Hegseth, the veteran and former Fox News host, rallied crowds in Bowling Green with a message of “restoring the warrior ethos to the White House,” but local archivists noted the striking similarities to Clement Vallandigham’s infamous “Peace Democrat” rallies. “The rhetoric is almost identical—dismissing a wartime president (then Lincoln, now Biden) as a tyrant, while calling for a return to ‘true American values’ that exclude the current political class,” said Dr. Emilia Vance, a historian at the University of Kentucky.

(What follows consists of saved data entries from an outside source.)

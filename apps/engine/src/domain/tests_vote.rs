use crate::domain::player::{Player, PlayerId};
use crate::domain::state::GameState;
use crate::domain::vote::{decide_elimination, tally_votes};

fn h(n: u64) -> PlayerId {
    PlayerId::Human(n)
}

/// Five alive players (4 humans + 1 bot), bot already self-voted.
fn voting_state() -> GameState {
    let mut state = GameState::new("tally", Player::human(1, "p1"), true);
    for id in 2..=4 {
        state.add_player(Player::human(id, format!("p{id}")));
    }
    let bot = state.add_bot();
    state.player_mut(bot).unwrap().vote_target = Some(bot);
    state
}

fn cast(state: &mut GameState, voter: u64, target: PlayerId) {
    state.player_mut(h(voter)).unwrap().vote_target = Some(target);
}

#[test]
fn shared_maximum_eliminates_nobody() {
    // {A:2, B:2, bot:1} among 5 alive players
    let mut state = voting_state();
    cast(&mut state, 1, h(2));
    cast(&mut state, 2, h(1));
    cast(&mut state, 3, h(2));
    cast(&mut state, 4, h(1));

    let counts = tally_votes(&state);
    assert_eq!(counts[&h(1)], 2);
    assert_eq!(counts[&h(2)], 2);
    assert_eq!(counts[&PlayerId::Bot(1)], 1);
    assert_eq!(decide_elimination(&counts), None);
}

#[test]
fn unique_maximum_is_eliminated() {
    // {A:3, B:2}
    let mut state = voting_state();
    state.player_mut(PlayerId::Bot(1)).unwrap().vote_target = Some(h(2));
    cast(&mut state, 1, h(2));
    cast(&mut state, 2, h(2));
    cast(&mut state, 3, h(1));
    cast(&mut state, 4, h(1));

    let counts = tally_votes(&state);
    assert_eq!(counts[&h(2)], 3);
    assert_eq!(counts[&h(1)], 2);
    assert_eq!(decide_elimination(&counts), Some(h(2)));
}

#[test]
fn empty_tally_eliminates_nobody() {
    let mut state = voting_state();
    // Even the bot never voted.
    state.player_mut(PlayerId::Bot(1)).unwrap().vote_target = None;
    let counts = tally_votes(&state);
    assert!(counts.is_empty());
    assert_eq!(decide_elimination(&counts), None);
}

#[test]
fn dead_players_votes_do_not_count() {
    let mut state = voting_state();
    cast(&mut state, 1, h(2));
    cast(&mut state, 2, h(2));
    state.player_mut(h(1)).unwrap().alive = false;

    let counts = tally_votes(&state);
    assert_eq!(counts[&h(2)], 1);
}

#[test]
fn self_votes_count() {
    let mut state = voting_state();
    cast(&mut state, 1, h(1));
    cast(&mut state, 2, h(1));
    cast(&mut state, 3, h(1));

    let counts = tally_votes(&state);
    assert_eq!(decide_elimination(&counts), Some(h(1)));
}
//! Error types for the morph core.

use thiserror::Error;

/// A landmark frame that cannot be classified.
#[derive(Debug, Clone, PartialEq, Error)]
pub enum FrameError {
    #[error("expected {expected} landmarks, got {got}")]
    LandmarkCount { expected: usize, got: usize },

    #[error("landmark {index} has a non-finite coordinate")]
    NonFinite { index: usize },
}

/// Rejected configuration values.
#[derive(Debug, Clone, PartialEq, Error)]
pub enum ConfigError {
    #[error("{field} must be a positive finite number (got {value})")]
    NotPositive { field: String, value: f32 },

    #[error("{field} must lie in [0, 1] (got {value})")]
    OutOfUnitRange { field: String, value: f32 },

    #[error("{field} must be a non-negative finite number (got {value})")]
    Negative { field: String, value: f32 },

    #[error("{field} must be finite (got {value})")]
    NotFinite { field: String, value: f32 },

    #[error("fist spread threshold {fist} must be below open-palm threshold {open}")]
    SpreadOrder { fist: f32, open: f32 },

    #[error("{group} count must be at least 1")]
    EmptyGroup { group: &'static str },

    #[error("active photo index {index} is out of range for {count} photos")]
    ActivePhoto { index: usize, count: usize },
}
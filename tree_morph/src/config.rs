//! Construction parameters for a morph scene.
//!
//! Everything here is fixed once the scene is built.  All structs derive
//! `Deserialize` with `#[serde(default)]`, so a TOML file only needs the keys
//! it wants to change.  Note that a partially written group table is filled
//! from [`GroupConfig::default`] (the particle defaults), not from the
//! defaults of that particular group.

use serde::Deserialize;

use crate::error::ConfigError;
use crate::gesture::GestureThresholds;
use crate::sampler::{ConeShape, SphereShape};

/// One homogeneous entity group (particle cloud, gifts, baubles).
#[derive(Debug, Clone, PartialEq, Deserialize)]
#[serde(default)]
pub struct GroupConfig {
    pub count: usize,
    /// Smoothing rate toward the target, per second.  Lower = heavier.
    pub speed: f32,
    pub scatter: SphereShape,
    pub tree: ConeShape,
}

impl Default for GroupConfig {
    fn default() -> Self {
        GroupConfig {
            count: 12_000,
            speed: 1.5,
            scatter: SphereShape { radius: 15.0 },
            tree: ConeShape { height: 10.0, base_radius: 3.5, offset: 2.0 },
        }
    }
}

impl GroupConfig {
    fn ornaments(count: usize, speed: f32) -> Self {
        GroupConfig {
            count,
            speed,
            scatter: SphereShape { radius: 18.0 },
            tree: ConeShape { height: 9.0, base_radius: 3.2, offset: 2.2 },
        }
    }

    fn validate(&self, group: &'static str) -> Result<(), ConfigError> {
        if self.count == 0 {
            return Err(ConfigError::EmptyGroup { group });
        }
        positive(&format!("{group}.speed"), self.speed)?;
        validate_shapes(group, &self.scatter, &self.tree)
    }
}

/// The photo cards and their zoom behaviour.
#[derive(Debug, Clone, PartialEq, Deserialize)]
#[serde(default)]
pub struct PhotoConfig {
    pub count: usize,
    /// The one card that flies forward when zoomed.
    pub active_index: usize,
    pub scatter: SphereShape,
    /// Cards shrink into the trunk when the tree assembles.
    pub tree: ConeShape,
    pub speed: f32,
    pub zoom_speed: f32,
    pub hide_speed: f32,
    pub rest_scale: f32,
    pub zoom_scale: f32,
    /// Where the zoomed card hovers, before hand parallax.
    pub zoom_anchor: [f32; 3],
    /// Hand offset multiplier for the zoomed card.
    pub parallax: f32,
    /// Hand tilt multiplier for the zoomed card (radians per unit).
    pub tilt: f32,
    /// Idle rotational wobble amplitude (radians).
    pub wobble: f32,
    /// Random rest rotation spread on X/Y (radians, ±).
    pub rest_tilt: f32,
}

impl Default for PhotoConfig {
    fn default() -> Self {
        PhotoConfig {
            count: 5,
            active_index: 2,
            scatter: SphereShape { radius: 12.0 },
            tree: ConeShape { height: 4.0, base_radius: 0.6, offset: 0.0 },
            speed: 2.0,
            zoom_speed: 3.0,
            hide_speed: 4.0,
            rest_scale: 1.2,
            zoom_scale: 3.5,
            zoom_anchor: [0.0, 4.0, 16.0],
            parallax: 3.0,
            tilt: 0.2,
            wobble: 0.05,
            rest_tilt: 0.25,
        }
    }
}

impl PhotoConfig {
    fn validate(&self) -> Result<(), ConfigError> {
        if self.count == 0 {
            return Err(ConfigError::EmptyGroup { group: "photos" });
        }
        if self.active_index >= self.count {
            return Err(ConfigError::ActivePhoto {
                index: self.active_index,
                count: self.count,
            });
        }
        positive("photos.speed", self.speed)?;
        positive("photos.zoom_speed", self.zoom_speed)?;
        positive("photos.hide_speed", self.hide_speed)?;
        positive("photos.rest_scale", self.rest_scale)?;
        positive("photos.zoom_scale", self.zoom_scale)?;
        validate_shapes("photos", &self.scatter, &self.tree)?;
        for (axis, value) in ["x", "y", "z"].into_iter().zip(self.zoom_anchor) {
            finite(&format!("photos.zoom_anchor.{axis}"), value)?;
        }
        non_negative("photos.parallax", self.parallax)?;
        non_negative("photos.tilt", self.tilt)?;
        non_negative("photos.wobble", self.wobble)?;
        non_negative("photos.rest_tilt", self.rest_tilt)
    }
}

/// Complete scene configuration.
#[derive(Debug, Clone, PartialEq, Deserialize)]
#[serde(default)]
pub struct MorphConfig {
    pub particles: GroupConfig,
    pub gifts: GroupConfig,
    pub baubles: GroupConfig,
    pub photos: PhotoConfig,
    pub gesture: GestureThresholds,
    /// How much slower the heaviest member of a group moves, as a fraction
    /// of the group speed.
    pub stagger: f32,
    /// Idle drift is switched off once eased progress reaches this.
    pub noise_cutoff: f32,
}

impl Default for MorphConfig {
    fn default() -> Self {
        MorphConfig {
            particles: GroupConfig::default(),
            // Gifts are heavier than baubles and trail them.
            gifts: GroupConfig::ornaments(150, 0.8),
            baubles: GroupConfig::ornaments(300, 1.2),
            photos: PhotoConfig::default(),
            gesture: GestureThresholds::default(),
            stagger: 0.15,
            noise_cutoff: 0.9,
        }
    }
}

impl MorphConfig {
    pub fn validate(&self) -> Result<(), ConfigError> {
        self.particles.validate("particles")?;
        self.gifts.validate("gifts")?;
        self.baubles.validate("baubles")?;
        self.photos.validate()?;
        self.gesture.validate()?;
        unit("stagger", self.stagger)?;
        if self.stagger >= 1.0 {
            return Err(ConfigError::OutOfUnitRange { field: "stagger".into(), value: self.stagger });
        }
        unit("noise_cutoff", self.noise_cutoff)
    }
}

fn validate_shapes(group: &str, scatter: &SphereShape, tree: &ConeShape) -> Result<(), ConfigError> {
    positive(&format!("{group}.scatter.radius"), scatter.radius)?;
    positive(&format!("{group}.tree.height"), tree.height)?;
    positive(&format!("{group}.tree.base_radius"), tree.base_radius)?;
    finite(&format!("{group}.tree.offset"), tree.offset)
}

fn positive(field: &str, value: f32) -> Result<(), ConfigError> {
    if value.is_finite() && value > 0.0 {
        Ok(())
    } else {
        Err(ConfigError::NotPositive { field: field.to_owned(), value })
    }
}

fn non_negative(field: &str, value: f32) -> Result<(), ConfigError> {
    if value.is_finite() && value >= 0.0 {
        Ok(())
    } else {
        Err(ConfigError::Negative { field: field.to_owned(), value })
    }
}

fn finite(field: &str, value: f32) -> Result<(), ConfigError> {
    if value.is_finite() {
        Ok(())
    } else {
        Err(ConfigError::NotFinite { field: field.to_owned(), value })
    }
}

fn unit(field: &str, value: f32) -> Result<(), ConfigError> {
    if (0.0..=1.0).contains(&value) {
        Ok(())
    } else {
        Err(ConfigError::OutOfUnitRange { field: field.to_owned(), value })
    }
}

// ════════════════════════════════════════════════════════════════════════════
// Tests
// ════════════════════════════════════════════════════════════════════════════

The comparison went viral after Hegseth’s speech included a line about “winning the peace at home” – a phrase pulled directly from an 1863 copperhead pamphlet. Critics are now calling him “Hegseth the Copperhead,” while supporters argue he’s simply channeling the same populist fire that once elected anti-war candidates.
With Kentucky’s deep roots in both pro-Union and revisionist Confederate memory, the campaign is already being called the most historically charged political event since the 1968 “Lincoln vs. The South” remakes. Is Hegseth channeling history, or repeating its darkest patterns?